You must be very careful and check who owns the house by examining the last recorded deed in the County Clerk's Office because it may actually be jointly owned with you--you do not know that it is not unless you read the very last deed and find who is named on it. If it is jontly owned with you , you may have rights superior to those of any creditors and may not have to pay your husband's creditors if you did not personally sign.
These are complicated areas and you should definitely consult with a local attorney who may be able to assist you. My answer is only intended to serve a general statement of the law on these very complex issues and are not intended to constitute individual legal advice to you . Speak to an attorney if at all possible.


----------



## Marie5656 (Jul 9, 2019)

*In NY state, they cannot collect from Life Insurance, or any money market type account that has a designated beneficiary (in thses cases, me).  Once the money is in the hands of the beneficiary, it is no longer an asset of the estate, and in fact never has been, according to a lawyer I spoke with.  
Also, when I went to the county to file for surrogacy to manage Ricks estate, I was given a list of which debts get paid, in which order. In this case 1 Administrative fees 2. Funeral expenses paid either directly to the funeral home, or to reimburse whomever paid.  3.Any medical bills.  I asked the bank about the medical bils, she said, if there is money, the pay, if not.."Oh well".   I will get reimbursed for the funeral expenses. I will not get all money back, but reimbursing me will pretty much eat up all of what is in his estate.

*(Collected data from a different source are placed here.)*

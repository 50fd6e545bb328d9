//! Error types
//!
//! Every failure is caught where it happens and turned into a chat message
//! through [`AssistError::user_message`]. Nothing propagates to the host.

use serde::{Deserialize, Serialize};
use thiserror::Error;

/// Failure reported by the remote AI service.
#[derive(Error, Debug, Clone, PartialEq)]
pub enum AiError {
    #[error("AI editing is disabled")]
    FeatureDisabled,

    #[error("AI provider credentials are missing")]
    MissingCredentials,

    #[error("malformed AI response: {0}")]
    MalformedResponse(String),

    #[error("AI request failed: {0}")]
    Failed(String),
}

impl AiError {
    /// Map an error code returned by the AI endpoint onto a failure kind.
    pub fn from_code(code: &str, detail: impl Into<String>) -> Self {
        match code {
            "feature_disabled" | "ai_disabled" => AiError::FeatureDisabled,
            "no_api_key" | "missing_api_key" | "missing_credentials" => AiError::MissingCredentials,
            "invalid_response" | "parse_error" | "malformed_response" => {
                AiError::MalformedResponse(detail.into())
            }
            _ => AiError::Failed(detail.into()),
        }
    }
}

/// The stage of the AI round trip that failed
#[derive(Debug, Clone, Copy, PartialEq, Eq, Serialize, Deserialize)]
#[serde(rename_all = "snake_case")]
pub enum AiStage {
    Analyze,
    Generate,
    Validate,
}

impl AiStage {
    fn activity(&self) -> &'static str {
        match self {
            AiStage::Analyze => "analyzing your request",
            AiStage::Generate => "generating the changes",
            AiStage::Validate => "validating the changes",
        }
    }
}

impl std::fmt::Display for AiStage {
    fn fmt(&self, f: &mut std::fmt::Formatter<'_>) -> std::fmt::Result {
        match self {
            AiStage::Analyze => write!(f, "analyze"),
            AiStage::Generate => write!(f, "generate"),
            AiStage::Validate => write!(f, "validate"),
        }
    }
}

#[derive(Error, Debug, Clone, PartialEq)]
pub enum SnapshotError {
    #[error("snapshot not found: {0}")]
    NotFound(String),

    #[error("snapshot storage failed: {0}")]
    Storage(String),
}

#[derive(Error, Debug)]
pub enum AssistError {
    #[error("no component is selected")]
    NoSelection,

    #[error("no setting matched in component '{component_type}'")]
    NoMatch { component_type: String },

    #[error("field '{0}' could not be located")]
    LocatorMiss(String),

    #[error("AI {stage} stage failed: {source}")]
    AiStage {
        stage: AiStage,
        #[source]
        source: AiError,
    },

    #[error("changeset rejected: {}", .0.join("; "))]
    Validation(Vec<String>),

    #[error("the component is no longer selected")]
    ApplyFailed,

    #[error("undo failed: {0}")]
    Undo(String),

    #[error("snapshot error: {0}")]
    Snapshot(#[from] SnapshotError),
}

impl AssistError {
    /// Chat-visible text for this failure.
    pub fn user_message(&self) -> String {
        match self {
            AssistError::NoSelection => {
                "Please select a component in the builder first, then tell me what you want to change."
                    .to_string()
            }
            AssistError::NoMatch { component_type } => crate::guidance::no_match_message(component_type),
            AssistError::LocatorMiss(field) => {
                format!("I couldn't find the \"{}\" control on screen.", field)
            }
            AssistError::AiStage { stage, source } => match source {
                AiError::FeatureDisabled => {
                    "AI editing is turned off. Enable it in the assistant settings to make complex changes."
                        .to_string()
                }
                AiError::MissingCredentials => {
                    "No AI provider API key is configured. Add one in the assistant settings."
                        .to_string()
                }
                AiError::MalformedResponse(_) => {
                    "The AI returned a response I couldn't understand. Please try rephrasing your request."
                        .to_string()
                }
                AiError::Failed(detail) => {
                    format!("Something went wrong while {}: {}", stage.activity(), detail)
                }
            },
            AssistError::Validation(errors) => format!(
                "The proposed changes failed validation: {}",
                errors.join("; ")
            ),
            AssistError::ApplyFailed => {
                "The changes could not be applied because the component is no longer selected."
                    .to_string()
            }
            AssistError::Undo(detail) => format!("Undo failed: {}", detail),
            AssistError::Snapshot(e) => format!("Snapshot error: {}", e),
        }
    }
}

#[cfg(test)]
mod tests {
    use super::*;

    #[test]
    fn test_ai_error_from_code() {
        assert_eq!(AiError::from_code("feature_disabled", ""), AiError::FeatureDisabled);
        assert_eq!(AiError::from_code("no_api_key", ""), AiError::MissingCredentials);
        assert_eq!(
            AiError::from_code("parse_error", "bad json"),
            AiError::MalformedResponse("bad json".to_string())
        );
        assert_eq!(
            AiError::from_code("http_500", "upstream down"),
            AiError::Failed("upstream down".to_string())
        );
    }

    #[test]
    fn test_stage_specific_messages() {
        let disabled = AssistError::AiStage { stage: AiStage::Analyze, source: AiError::FeatureDisabled };
        assert!(disabled.user_message().contains("turned off"));

        let generic = AssistError::AiStage {
            stage: AiStage::Generate,
            source: AiError::Failed("timeout".to_string()),
        };
        let msg = generic.user_message();
        assert!(msg.contains("generating the changes"));
        assert!(msg.contains("timeout"));

        let validate = AssistError::AiStage {
            stage: AiStage::Validate,
            source: AiError::Failed("timeout".to_string()),
        };
        assert_eq!(validate.to_string(), "AI validate stage failed: AI request failed: timeout");
        assert!(validate.user_message().contains("validating the changes"));
    }

    #[test]
    fn test_validation_message_joins_errors() {
        let err = AssistError::Validation(vec!["bad color".to_string(), "unknown field".to_string()]);
        assert_eq!(
            err.user_message(),
            "The proposed changes failed validation: bad color; unknown field"
        );
    }
}
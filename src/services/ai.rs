//! Remote AI service boundary
//!
//! Two round trips (analyze, then generate) plus best-effort validation.

use async_trait::async_trait;
use serde::{Deserialize, Serialize};
use serde_json::{Map, Value};

use crate::error::AiError;

/// Opaque result of the analyze stage, passed back to generate unchanged
#[derive(Debug, Clone, PartialEq, Serialize, Deserialize)]
#[serde(transparent)]
pub struct AnalysisResult(pub Value);

#[derive(Debug, Clone, PartialEq, Serialize, Deserialize)]
pub struct ProposedChange {
    pub field: String,
    pub new_value: Value,
    #[serde(default, skip_serializing_if = "Option::is_none")]
    pub label: Option<String>,
}

#[derive(Debug, Clone, PartialEq, Serialize, Deserialize)]
pub struct GeneratedChanges {
    pub changes: Vec<ProposedChange>,
    #[serde(default, skip_serializing_if = "Option::is_none")]
    pub summary: Option<String>,
}

#[derive(Debug, Clone, PartialEq, Serialize, Deserialize)]
pub struct ValidationResult {
    pub valid: bool,
    #[serde(default)]
    pub errors: Vec<String>,
}

#[async_trait]
pub trait AiService: Send + Sync {
    async fn analyze(
        &self,
        prompt: &str,
        component_type: &str,
        component_data: &Map<String, Value>,
    ) -> Result<AnalysisResult, AiError>;

    async fn generate(
        &self,
        analysis: &AnalysisResult,
        component_type: &str,
        component_data: &Map<String, Value>,
    ) -> Result<GeneratedChanges, AiError>;

    async fn validate_changeset(
        &self,
        component_type: &str,
        changes: &[ProposedChange],
    ) -> Result<ValidationResult, AiError>;
}

/// Used when no AI provider is configured
pub struct DisabledAiService;

#[async_trait]
impl AiService for DisabledAiService {
    async fn analyze(&self, _: &str, _: &str, _: &Map<String, Value>) -> Result<AnalysisResult, AiError> {
        Err(AiError::FeatureDisabled)
    }

    async fn generate(
        &self,
        _: &AnalysisResult,
        _: &str,
        _: &Map<String, Value>,
    ) -> Result<GeneratedChanges, AiError> {
        Err(AiError::FeatureDisabled)
    }

    async fn validate_changeset(&self, _: &str, _: &[ProposedChange]) -> Result<ValidationResult, AiError> {
        Err(AiError::FeatureDisabled)
    }
}
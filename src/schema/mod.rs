//! Schema Layer
//!
//! Raw component schemas, the flattened field index built from them, and
//! the sources they are loaded from.

mod index;
mod raw;
mod source;

pub use index::{ComponentSchemaEntry, FieldDescriptor, FieldType, SchemaIndex, Tab};
pub use raw::{RawField, RawSchema, RawSection, RawTab};
pub use source::{JsonSchemaSource, SchemaSource};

I was told that medical bills will get written off bo hospital or facility*


----------



## Butterfly (Jul 9, 2019)

StarSong said:


> The remarks in this thread surprise me.  I thought that spouses or estates were responsible for bills incurred by the (now) deceased.  Obviously if there's no money, there's nothing for them to go after.  However, if there's insurance, a home, money in the bank, or other assets, I presumed they were attachable for medical and other bills.
> 
> Am I incorrect?



Whether or not this is true always depends of the laws of the particular state and those state laws vary widely.  What is true for one state may or may not be true for another.


----------



## Camper6 (Jul 9, 2019)

It's not always the debt owner who is calling. In some cases the debt has been sold to a collection agency. The original has already written it off. Collection agencies will try anything to collect.


----------



## Marie5656 (Jul 9, 2019)

Bottom line is still that the person I spoke with said they would cancel the debt as soon as I showed proof of death and of no assets.


----------



## win231 (Jul 10, 2019)

I'm often amazed at how easily some people are intimidated.  If I don't owe a debt, I never pay it.  I'm not required to prove I don't owe the debt; THEY are required to prove I do owe it.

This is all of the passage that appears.